Dagobert Soergel (born 7 January 1940) is a professor, author and consultant working in the field of information science and information systems. He most recently served as an information science professor at the University of Buffalo Graduate School of Education and professor emeritus at the University of Maryland College of Library and Information Science.

== Early life and education ==
Born in Freiburg, Germany, Soergel obtained a B.S. degree in physics from the University of Freiburg in 1960. He obtained a M.S. degree in Mathematics and Physics at the same university in 1964. In 1967, Soergel graduated with an Assessor des Lehramts (a teaching certificate in high school/junior college) in Mathematics and Physics from the Staatliches Prüfungsamt Freiburg and a Dr.phil. (Ph.D.) in Political Science from the University of Freiberg in 1970.

== Career ==

=== Positions in higher education ===
Soergel began his professional career in Germany, working in international relations and political science. His career in education began in 1970, when he joined the University of Maryland College of Information as a visiting lecturer. He went on to serve as an associate professor and professor. Soergel also was a visiting professor at other library and information programs at the University of Chicago (Illinois), University of Konstanz (Germany), and Darmstadt University of Applied Sciences (Germany). In 2023, he retired from his role as professor at the University of Buffalo Department of Information Science.

=== Notable professional activities ===
In addition to his work in higher education, Soergel has served as an Information Technology and Services Consultant for more than 50 years. Soergel has acted as consultant for a range of institutions including the Smithsonian Institution (1975–1976), World Bank (1988–1989), Harvard Business School Library, Food and Drug Administration Center for Drugs (2003–2005), and International Monetary Fund (2020).
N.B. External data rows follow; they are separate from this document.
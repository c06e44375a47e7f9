// src/common/i18n.rs

use std::collections::HashMap;

pub const DEFAULT_LANG: &str = "pt";

// (chave, português, inglês)
const MESSAGES: &[(&str, &str, &str)] = &[
    ("validation_failed", "Um ou mais campos são inválidos.", "One or more fields are invalid."),
    ("email_already_exists", "Este e-mail já está em uso.", "This e-mail is already in use."),
    ("invalid_credentials", "E-mail ou senha incorretos.", "Invalid e-mail or password."),
    ("inactive_account", "Sua conta está desativada. Procure um administrador.", "Your account is disabled. Contact an administrator."),
    ("invalid_token", "Token de autenticação inválido ou ausente.", "Missing or invalid authentication token."),
    ("forbidden", "Você não tem permissão para realizar esta ação.", "You are not allowed to perform this action."),
    ("user_not_found", "Usuário não encontrado.", "User not found."),
    ("visit_not_found", "Visita não encontrada.", "Visit not found."),
    ("notification_not_found", "Notificação não encontrada.", "Notification not found."),
    ("invalid_reset_token", "Link de recuperação inválido ou expirado.", "Invalid or expired recovery link."),
    ("cannot_delete_self", "Você não pode excluir a sua própria conta.", "You cannot delete your own account."),
    ("details_not_object", "O campo details deve ser um objeto.", "The details field must be an object."),
    ("invalid_month", "Mês inválido, use o formato AAAA-MM.", "Invalid month, use the YYYY-MM format."),
    ("invalid_date", "Data inválida, use o formato AAAA-MM-DD.", "Invalid date, use the YYYY-MM-DD format."),
    ("invalid_upload", "Arquivo de imagem inválido.", "Invalid image file."),
    ("geocoding_unavailable", "Localização indisponível.", "Location unavailable."),
    ("internal_error", "Ocorreu um erro inesperado.", "An unexpected error occurred."),
];

/// Catálogo de mensagens por idioma. Carregado uma vez e compartilhado no AppState.
#[derive(Debug, Clone)]
pub struct I18nStore {
    messages: HashMap<&'static str, HashMap<&'static str, &'static str>>,
}

impl I18nStore {
    pub fn new() -> Self {
        let mut pt = HashMap::new();
        let mut en = HashMap::new();
        for (key, pt_msg, en_msg) in MESSAGES {
            pt.insert(*key, *pt_msg);
            en.insert(*key, *en_msg);
        }

        let mut messages = HashMap::new();
        messages.insert("pt", pt);
        messages.insert("en", en);
        Self { messages }
    }

    // Idioma desconhecido cai no português; chave desconhecida volta como está
    pub fn translate(&self, lang: &str, key: &str) -> String {
        self.messages
            .get(lang)
            .and_then(|m| m.get(key))
            .or_else(|| self.messages.get(DEFAULT_LANG).and_then(|m| m.get(key)))
            .map(|s| s.to_string())
            .unwrap_or_else(|| key.to_string())
    }
}

impl Default for I18nStore {
    fn default() -> Self {
        Self::new()
    }
}

#[cfg(test)]
mod tests {
    use super::*;

    #[test]
    fn every_key_has_both_languages() {
        let store = I18nStore::new();
        for (key, pt_msg, en_msg) in MESSAGES {
            assert_eq!(store.translate("pt", key), *pt_msg);
            assert_eq!(store.translate("en", key), *en_msg);
        }
    }

    #[test]
    fn unknown_key_is_returned_verbatim() {
        assert_eq!(I18nStore::new().translate("en", "no_such_key"), "no_such_key");
    }
}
== Awards and recognition ==
Soergel's awards and honors include the American Society for Information Science Award of Merit (ASIST's highest award), which he received in 1997. He also received the ASIS Best Information Science Book Award from the organization a decade earlier in 1986 and award for Contributions to Information Science and Technology from the American Society for Information Science and Technology Los Angeles chapter in 2008/2009.

== Selection of published works ==

- Soergel, Dagobert, and Deutsche Gesellschaft für Dokumentation Komitee Thesaurusforschung. Klassifikationssysteme Und Thesauri; Eine Anleitung Zur Herstellung von Klassifikationssystemen Und Thesauri Im Bereich Der Dokumentation. Frankfurt am Main: Deutsche Gesellschaft für Dokumentation, 1969.
- Soergel, D. “A General Model for Indexing Languages:The Basis for Compatibility and Integration.” Subject Retrieval in the Sevenites:Proceedings of an International Symposium, University of Maryland, May 14–15, 1971, Edited by H, May 1, 1971.
- Soergel, Dagobert. Dokumentation Und Organisation Des Wissens. Versuch Einer Methodischen Und Theoretischen Grundlegung Am Beispiel Der Sozialwissenschaften. Berlin: Duncker & Humblot, 1971.
- Soergel, Dagobert. Indexing Languages and Thesauri: Construction and Maintenance. Los Angeles: Melville Pub. Co, 1974.
- Soergel, Dagobert. Organizing Information : Principles of Data Base and Retrieval Systems. Orlando, Fla.: Academic Press, 1985.
- Soergel, Dagobert. “The Rise of Ontologies or the Reinvention of Classification.” Journal of the American Society for Information Science 50, no. 12 (1999): 1119–20.